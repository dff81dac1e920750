// 2.3 amm/prices.rs: spot and swap quotes against live reserves, and the TWAP fold
// over the snapshot history.

use super::keeper::VpoolKeeper;
use super::results::AmmError;
use crate::context::Context;
use crate::math::{self, MathError};
use crate::store::KvStore;
use crate::types::{Direction, TokenPair, TwapCalcOption};
use rust_decimal::Decimal;

impl VpoolKeeper {
    /// Quote needed to buy one base at the tangent of the curve.
    pub fn get_spot_price<S: KvStore>(&self, ctx: &Context<S>, pair: &TokenPair) -> Result<Decimal, AmmError> {
        let pool = self.get_pool(ctx, pair)?;
        Ok(pool.spot_price()?)
    }

    /// Quote amount that moves `base_amount` of base in `dir`.
    pub fn get_base_asset_price<S: KvStore>(
        &self,
        ctx: &Context<S>,
        pair: &TokenPair,
        dir: Direction,
        base_amount: Decimal,
    ) -> Result<Decimal, AmmError> {
        let pool = self.get_pool(ctx, pair)?;
        Ok(pool.quote_amount_by_base_amount(dir, base_amount)?)
    }

    /// Base amount that moves `quote_amount` of quote in `dir`.
    pub fn get_quote_asset_price<S: KvStore>(
        &self,
        ctx: &Context<S>,
        pair: &TokenPair,
        dir: Direction,
        quote_amount: Decimal,
    ) -> Result<Decimal, AmmError> {
        let pool = self.get_pool(ctx, pair)?;
        Ok(pool.base_amount_by_quote_amount(dir, quote_amount)?)
    }

    pub fn has_enough_quote_reserve<S: KvStore>(
        &self,
        ctx: &Context<S>,
        pair: &TokenPair,
        quote_amount: Decimal,
    ) -> Result<bool, AmmError> {
        Ok(self.get_pool(ctx, pair)?.has_enough_quote_reserve(quote_amount))
    }

    pub fn has_enough_base_reserve<S: KvStore>(
        &self,
        ctx: &Context<S>,
        pair: &TokenPair,
        base_amount: Decimal,
    ) -> Result<bool, AmmError> {
        Ok(self.get_pool(ctx, pair)?.has_enough_base_reserve(base_amount))
    }

    pub fn get_spot_twap<S: KvStore>(
        &self,
        ctx: &Context<S>,
        pair: &TokenPair,
        lookback: chrono::Duration,
    ) -> Result<Decimal, AmmError> {
        self.calc_twap(ctx, pair, TwapCalcOption::Spot, Direction::AddToPool, Decimal::ZERO, lookback)
    }

    /// Time-weighted quote amount for moving `base_amount` of base.
    pub fn get_base_asset_twap<S: KvStore>(
        &self,
        ctx: &Context<S>,
        pair: &TokenPair,
        dir: Direction,
        base_amount: Decimal,
        lookback: chrono::Duration,
    ) -> Result<Decimal, AmmError> {
        self.calc_twap(ctx, pair, TwapCalcOption::BaseAssetSwap, dir, base_amount, lookback)
    }

    /// Time-weighted base amount for moving `quote_amount` of quote.
    pub fn get_quote_asset_twap<S: KvStore>(
        &self,
        ctx: &Context<S>,
        pair: &TokenPair,
        dir: Direction,
        quote_amount: Decimal,
        lookback: chrono::Duration,
    ) -> Result<Decimal, AmmError> {
        self.calc_twap(ctx, pair, TwapCalcOption::QuoteAssetSwap, dir, quote_amount, lookback)
    }

    /// Time-weighted average over `[block_time - lookback, block_time)`.
    ///
    /// Walks the history from the latest snapshot backwards. Each snapshot's
    /// price holds from its own timestamp (clamped to the window start) until
    /// the next snapshot, or the block time for the latest one. The walk ends
    /// at the first snapshot at or before the window start, or at counter 0
    /// when the history is shorter than the window.
    pub fn calc_twap<S: KvStore>(
        &self,
        ctx: &Context<S>,
        pair: &TokenPair,
        option: TwapCalcOption,
        dir: Direction,
        amount: Decimal,
        lookback: chrono::Duration,
    ) -> Result<Decimal, AmmError> {
        let lower_ms = ctx.block_time().saturating_sub(lookback).as_millis();
        let latest = self
            .get_snapshot_counter(ctx, pair)?
            .ok_or_else(|| AmmError::SnapshotCounterNotFound(pair.clone()))?;

        let mut cumulative_price = Decimal::ZERO;
        let mut cumulative_ms: i64 = 0;
        let mut prev_ms = ctx.block_time().as_millis();
        let mut latest_price: Option<Decimal> = None;

        // signed so that stepping below counter 0 ends the loop instead of wrapping
        let mut counter = latest as i64;
        while counter >= 0 {
            let snapshot = self.get_snapshot(ctx, pair, counter as u64)?;
            let price = snapshot.price_for(option, dir, amount)?;
            latest_price.get_or_insert(price);

            let below_window = snapshot.timestamp_ms <= lower_ms;
            let elapsed_ms = if below_window {
                prev_ms - lower_ms
            } else {
                prev_ms - snapshot.timestamp_ms
            };

            let weighted = price
                .checked_mul(Decimal::from(elapsed_ms))
                .ok_or(MathError::Overflow)?;
            cumulative_price = math::add(cumulative_price, weighted)?;
            cumulative_ms += elapsed_ms;

            if below_window {
                break;
            }
            prev_ms = snapshot.timestamp_ms;
            counter -= 1;
        }

        // every visited snapshot sits at the block time: nothing to weight
        if cumulative_ms == 0 {
            return Ok(latest_price.unwrap_or(Decimal::ZERO));
        }
        Ok(math::quo_truncate(cumulative_price, Decimal::from(cumulative_ms))?)
    }
}

#[cfg(test)]
mod tests {
    use super::*;
    use crate::store::MemStore;
    use crate::types::Timestamp;
    use rust_decimal_macros::dec;

    fn pair() -> TokenPair {
        TokenPair::new("ubtc", "unusd").unwrap()
    }

    // (quote, base, timestamp_ms) in counter order
    fn history(snapshots: &[(Decimal, Decimal, i64)], now_ms: i64) -> Context<MemStore> {
        let keeper = VpoolKeeper::new();
        let mut ctx = Context::new(MemStore::new());
        for (i, (quote, base, ts)) in snapshots.iter().enumerate() {
            keeper
                .save_snapshot(&mut ctx, &pair(), i as u64, *quote, *base, Timestamp::from_millis(*ts), i as i64)
                .unwrap();
        }
        keeper
            .save_snapshot_counter(&mut ctx, &pair(), snapshots.len() as u64 - 1)
            .unwrap();
        ctx.set_block(snapshots.len() as i64, Timestamp::from_millis(now_ms));
        ctx
    }

    fn ms(n: i64) -> chrono::Duration {
        chrono::Duration::milliseconds(n)
    }

    #[test]
    fn spot_price_of_pool() {
        let keeper = VpoolKeeper::new();
        let mut ctx = Context::new(MemStore::new());
        keeper
            .create_pool(&mut ctx, pair(), dec!(0.9), dec!(40_000), dec!(1), dec!(0.1), None)
            .unwrap();
        assert_eq!(keeper.get_spot_price(&ctx, &pair()).unwrap(), dec!(40_000));
    }

    #[test]
    fn spot_price_truncates() {
        let keeper = VpoolKeeper::new();
        let mut ctx = Context::new(MemStore::new());
        keeper
            .create_pool(&mut ctx, pair(), dec!(0.9), dec!(2489723947), dec!(34597234), dec!(0.1), None)
            .unwrap();
        assert_eq!(
            keeper.get_spot_price(&ctx, &pair()).unwrap(),
            dec!(71.963092396345904415)
        );
    }

    #[test]
    fn prices_need_a_pool() {
        let keeper = VpoolKeeper::new();
        let ctx = Context::new(MemStore::new());
        assert_eq!(
            keeper.get_spot_price(&ctx, &pair()),
            Err(AmmError::PoolNotFound(pair()))
        );
        assert_eq!(
            keeper.get_base_asset_price(&ctx, &pair(), Direction::AddToPool, dec!(1)),
            Err(AmmError::PoolNotFound(pair()))
        );
    }

    #[test]
    fn swap_quotes_against_live_reserves() {
        let keeper = VpoolKeeper::new();
        let mut ctx = Context::new(MemStore::new());
        keeper
            .create_pool(&mut ctx, pair(), dec!(0.9), dec!(1000), dec!(1000), dec!(0.1), None)
            .unwrap();

        assert_eq!(
            keeper
                .get_base_asset_price(&ctx, &pair(), Direction::AddToPool, dec!(500))
                .unwrap(),
            dec!(333.333333333333333333)
        );
        assert!(matches!(
            keeper.get_base_asset_price(&ctx, &pair(), Direction::RemoveFromPool, dec!(1000)),
            Err(AmmError::Vpool(crate::vpool::VpoolError::BaseReserveAtZero))
        ));
        assert_eq!(
            keeper
                .get_quote_asset_price(&ctx, &pair(), Direction::RemoveFromPool, dec!(500))
                .unwrap(),
            dec!(1000)
        );
        assert!(keeper.has_enough_quote_reserve(&ctx, &pair(), dec!(900)).unwrap());
        assert!(!keeper.has_enough_quote_reserve(&ctx, &pair(), dec!(900.000000000000000001)).unwrap());
        assert!(keeper.has_enough_base_reserve(&ctx, &pair(), dec!(900)).unwrap());
    }

    #[test]
    fn spot_twap_over_three_snapshots() {
        let ctx = history(
            &[(dec!(90), dec!(10), 10), (dec!(85), dec!(10), 20), (dec!(95), dec!(10), 30)],
            30,
        );
        let twap = VpoolKeeper::new().get_spot_twap(&ctx, &pair(), ms(20)).unwrap();
        assert_eq!(twap, dec!(8.75));
    }

    #[test]
    fn spot_twap_partial_window() {
        // 9.5 * 5 + 8.5 * 10 + 9 * 9 over 24ms
        let ctx = history(
            &[(dec!(90), dec!(10), 10), (dec!(85), dec!(10), 20), (dec!(95), dec!(10), 30)],
            35,
        );
        let twap = VpoolKeeper::new().get_spot_twap(&ctx, &pair(), ms(24)).unwrap();
        assert_eq!(twap, dec!(8.895833333333333333));
    }

    #[test]
    fn history_shorter_than_window() {
        // window starts at -70, history only from 10
        let ctx = history(&[(dec!(90), dec!(10), 10), (dec!(80), dec!(10), 20)], 30);
        let twap = VpoolKeeper::new().get_spot_twap(&ctx, &pair(), ms(100)).unwrap();
        // 8 * 10 + 9 * 10 over 20ms
        assert_eq!(twap, dec!(8.5));
    }

    #[test]
    fn single_snapshot_yields_its_price() {
        let ctx = history(&[(dec!(40_000), dec!(1), 0)], 1_000);
        let keeper = VpoolKeeper::new();
        for lookback in [1, 500, 1_000, 50_000] {
            assert_eq!(keeper.get_spot_twap(&ctx, &pair(), ms(lookback)).unwrap(), dec!(40_000));
        }
    }

    #[test]
    fn zero_period_falls_back_to_latest() {
        // both snapshots at the block time
        let ctx = history(&[(dec!(90), dec!(10), 30), (dec!(95), dec!(10), 30)], 30);
        let twap = VpoolKeeper::new().get_spot_twap(&ctx, &pair(), ms(0)).unwrap();
        assert_eq!(twap, dec!(9.5));
    }

    #[test]
    fn twap_without_history_fails() {
        let ctx = Context::new(MemStore::new());
        assert_eq!(
            VpoolKeeper::new().get_spot_twap(&ctx, &pair(), ms(10)),
            Err(AmmError::SnapshotCounterNotFound(pair()))
        );
    }

    #[test]
    fn quote_asset_twap_add() {
        let ctx = history(&[(dec!(30), dec!(10), 10), (dec!(40), dec!(7.5), 20)], 30);
        let twap = VpoolKeeper::new()
            .get_quote_asset_twap(&ctx, &pair(), Direction::AddToPool, dec!(10), ms(20))
            .unwrap();
        // 10 * 10 / 40 = 2.5 and 7.5 * 10 / 50 = 1.5
        assert_eq!(twap, dec!(2));
    }

    #[test]
    fn quote_asset_twap_remove() {
        let ctx = history(&[(dec!(60), dec!(10), 10), (dec!(50), dec!(12), 20)], 30);
        let twap = VpoolKeeper::new()
            .get_quote_asset_twap(&ctx, &pair(), Direction::RemoveFromPool, dec!(10), ms(20))
            .unwrap();
        // 10 * 10 / 50 = 2 and 12 * 10 / 40 = 3
        assert_eq!(twap, dec!(2.5));
    }

    #[test]
    fn base_asset_twap_add() {
        let ctx = history(&[(dec!(60), dec!(10), 10), (dec!(30), dec!(20), 20)], 30);
        let twap = VpoolKeeper::new()
            .get_base_asset_twap(&ctx, &pair(), Direction::AddToPool, dec!(10), ms(20))
            .unwrap();
        // 60 * 10 / 20 = 30 and 30 * 10 / 30 = 10
        assert_eq!(twap, dec!(20));
    }

    #[test]
    fn base_asset_twap_remove() {
        let ctx = history(&[(dec!(60), dec!(10), 10), (dec!(75), dec!(8), 20)], 30);
        let twap = VpoolKeeper::new()
            .get_base_asset_twap(&ctx, &pair(), Direction::RemoveFromPool, dec!(2), ms(20))
            .unwrap();
        // 60 * 2 / 8 = 15 and 75 * 2 / 6 = 25
        assert_eq!(twap, dec!(20));
    }
}
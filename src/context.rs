// 10.0 context.rs: everything one transaction sees. store, block info, event log.
// block time is the only clock; it is set by the caller, never read from the host.

use crate::events::{Event, EventId, EventPayload};
use crate::store::{apply_writes, CacheStore, KvStore};
use crate::types::Timestamp;

pub const DEFAULT_MAX_EVENTS: usize = 100_000;

#[derive(Debug)]
pub struct Context<S: KvStore> {
    store: S,
    block_time: Timestamp,
    block_height: i64,
    events: Vec<Event>,
    next_event_id: u64,
    max_events: usize,
}

impl<S: KvStore> Context<S> {
    pub fn new(store: S) -> Self {
        Self {
            store,
            block_time: Timestamp::default(),
            block_height: 0,
            events: Vec::new(),
            next_event_id: 1,
            max_events: DEFAULT_MAX_EVENTS,
        }
    }

    pub fn with_block(mut self, height: i64, time: Timestamp) -> Self {
        self.block_height = height;
        self.block_time = time;
        self
    }

    pub fn with_max_events(mut self, max_events: usize) -> Self {
        self.max_events = max_events;
        self
    }

    pub fn store(&self) -> &S {
        &self.store
    }

    pub fn store_mut(&mut self) -> &mut S {
        &mut self.store
    }

    pub fn block_time(&self) -> Timestamp {
        self.block_time
    }

    pub fn block_height(&self) -> i64 {
        self.block_height
    }

    pub fn set_block(&mut self, height: i64, time: Timestamp) {
        self.block_height = height;
        self.block_time = time;
    }

    /// next block, `millis` later
    pub fn advance_block(&mut self, millis: i64) {
        self.block_height += 1;
        self.block_time = Timestamp::from_millis(self.block_time.as_millis() + millis);
    }

    pub fn emit_event(&mut self, payload: EventPayload) {
        let event = Event::new(
            EventId(self.next_event_id),
            self.block_time,
            self.block_height,
            payload,
        );
        self.next_event_id += 1;
        self.push_event(event);
    }

    fn push_event(&mut self, event: Event) {
        self.events.push(event);

        if self.events.len() > self.max_events {
            let drain_count = self.events.len() - self.max_events;
            self.events.drain(0..drain_count);
        }
    }

    pub fn events(&self) -> &[Event] {
        &self.events
    }

    pub fn recent_events(&self, count: usize) -> &[Event] {
        let start = self.events.len().saturating_sub(count);
        &self.events[start..]
    }

    /** 10.1: run `f` on a branch. store writes and events land only if it returns Ok */
    pub fn atomic<T, E, F>(&mut self, f: F) -> Result<T, E>
    where
        F: FnOnce(&mut Context<CacheStore<'_, S>>) -> Result<T, E>,
    {
        let (out, writes, events, next_event_id) = {
            let mut branch = Context {
                store: CacheStore::new(&self.store),
                block_time: self.block_time,
                block_height: self.block_height,
                events: Vec::new(),
                next_event_id: self.next_event_id,
                max_events: self.max_events,
            };
            let out = f(&mut branch)?;
            let Context {
                store,
                events,
                next_event_id,
                ..
            } = branch;
            (out, store.into_writes(), events, next_event_id)
        };

        apply_writes(&mut self.store, writes);
        self.next_event_id = next_event_id;
        for event in events {
            self.push_event(event);
        }
        Ok(out)
    }
}
// 2.4 amm/swap.rs: reserve-mutating swaps. every check runs before the first write,
// so a rejected swap leaves the store untouched.

use super::keeper::VpoolKeeper;
use super::results::{AmmError, SwapResult};
use crate::context::Context;
use crate::events::{EventPayload, SwapEvent};
use crate::store::KvStore;
use crate::types::{Direction, TokenPair};
use crate::vpool::Vpool;
use rust_decimal::Decimal;

impl VpoolKeeper {
    /// Trades `quote_amount` of quote against the curve.
    ///
    /// AddToPool sells quote for base (a long), RemoveFromPool buys quote
    /// back with base (a short). A non-zero `base_limit` is the least base
    /// a long accepts, or the most base a short pays.
    pub fn swap_quote_for_base<S: KvStore>(
        &self,
        ctx: &mut Context<S>,
        pair: &TokenPair,
        dir: Direction,
        quote_amount: Decimal,
        base_limit: Decimal,
    ) -> Result<SwapResult, AmmError> {
        let mut pool = self.get_pool(ctx, pair)?;
        if quote_amount.is_zero() {
            return Ok(SwapResult::noop(pair, dir));
        }
        if !pool.has_enough_quote_reserve(quote_amount) {
            return Err(AmmError::OverTradingLimit {
                pair: pair.clone(),
                amount: quote_amount,
            });
        }

        let base_amount = pool.base_amount_by_quote_amount(dir, quote_amount)?;
        check_user_limit(dir, base_amount, base_limit)?;

        match dir {
            Direction::AddToPool => {
                pool.add_to_quote_asset_reserve(quote_amount);
                pool.add_to_base_asset_reserve(-base_amount);
            }
            Direction::RemoveFromPool => {
                pool.add_to_quote_asset_reserve(-quote_amount);
                pool.add_to_base_asset_reserve(base_amount);
            }
        }
        self.check_fluctuation_limit(ctx, &pool)?;
        let (_, counter) = self.commit_reserves(ctx, pool)?;

        ctx.emit_event(EventPayload::SwapQuoteForBase(SwapEvent {
            pair: pair.clone(),
            direction: dir,
            quote_amount,
            base_amount,
        }));
        log::debug!("{} swap {:?}: {} quote for {} base", pair, dir, quote_amount, base_amount);

        Ok(SwapResult {
            pair: pair.clone(),
            direction: dir,
            quote_amount,
            base_amount,
            snapshot_counter: Some(counter),
        })
    }

    /// Trades `base_amount` of base against the curve.
    ///
    /// AddToPool sells base for quote (closing a long), RemoveFromPool buys
    /// base with quote (closing a short). A non-zero `quote_limit` is the
    /// least quote received, or the most quote paid.
    pub fn swap_base_for_quote<S: KvStore>(
        &self,
        ctx: &mut Context<S>,
        pair: &TokenPair,
        dir: Direction,
        base_amount: Decimal,
        quote_limit: Decimal,
    ) -> Result<SwapResult, AmmError> {
        let mut pool = self.get_pool(ctx, pair)?;
        if base_amount.is_zero() {
            return Ok(SwapResult::noop(pair, dir));
        }
        if !pool.has_enough_base_reserve(base_amount) {
            return Err(AmmError::OverTradingLimit {
                pair: pair.clone(),
                amount: base_amount,
            });
        }

        let quote_amount = pool.quote_amount_by_base_amount(dir, base_amount)?;
        check_user_limit(dir, quote_amount, quote_limit)?;

        match dir {
            Direction::AddToPool => {
                pool.add_to_base_asset_reserve(base_amount);
                pool.add_to_quote_asset_reserve(-quote_amount);
            }
            Direction::RemoveFromPool => {
                pool.add_to_base_asset_reserve(-base_amount);
                pool.add_to_quote_asset_reserve(quote_amount);
            }
        }
        self.check_fluctuation_limit(ctx, &pool)?;
        let (_, counter) = self.commit_reserves(ctx, pool)?;

        ctx.emit_event(EventPayload::SwapBaseForQuote(SwapEvent {
            pair: pair.clone(),
            direction: dir,
            quote_amount,
            base_amount,
        }));
        log::debug!("{} swap {:?}: {} base for {} quote", pair, dir, base_amount, quote_amount);

        Ok(SwapResult {
            pair: pair.clone(),
            direction: dir,
            quote_amount,
            base_amount,
            snapshot_counter: Some(counter),
        })
    }

    /// Compares the post-trade mark price with the latest snapshot from an
    /// earlier block. Snapshots written in the current block are skipped, so
    /// every swap in a block is held to the same pre-block price. Snapshot 0
    /// is the fallback when the pool was created in this block.
    fn check_fluctuation_limit<S: KvStore>(&self, ctx: &Context<S>, pool: &Vpool) -> Result<(), AmmError> {
        if pool.config.fluctuation_limit_ratio.is_zero() {
            return Ok(());
        }
        let (mut reference, latest) = self.get_latest_snapshot(ctx, &pool.pair)?;
        // signed so that stepping below counter 0 ends the loop instead of wrapping
        let mut counter = latest as i64 - 1;
        while reference.block_number >= ctx.block_height() && counter >= 0 {
            reference = self.get_snapshot(ctx, &pool.pair, counter as u64)?;
            counter -= 1;
        }
        if pool.is_over_fluctuation_limit(&reference) {
            return Err(AmmError::OverFluctuationLimit {
                pair: pool.pair.clone(),
                mark_price: pool.mark_price(),
            });
        }
        Ok(())
    }
}

// AddToPool receives the output and wants at least the limit; RemoveFromPool pays it and wants at most
fn check_user_limit(dir: Direction, amount: Decimal, limit: Decimal) -> Result<(), AmmError> {
    if limit.is_zero() {
        return Ok(());
    }
    let fails = match dir {
        Direction::AddToPool => amount < limit,
        Direction::RemoveFromPool => amount > limit,
    };
    if fails {
        return Err(AmmError::AssetFailsUserLimit {
            amount,
            limit,
            direction: dir,
        });
    }
    Ok(())
}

————————

Task prompt:
If a line above holds the string "that", return it as it stands.

Response for this exercise:
    /// Quote amount that moves `base_amount` of base in `dir`.
    /// Base amount that moves `quote_amount` of quote in `dir`.
        // signed so that stepping below counter 0 ends the loop instead of wrapping
        // signed so that stepping below counter 0 ends the loop instead of wrapping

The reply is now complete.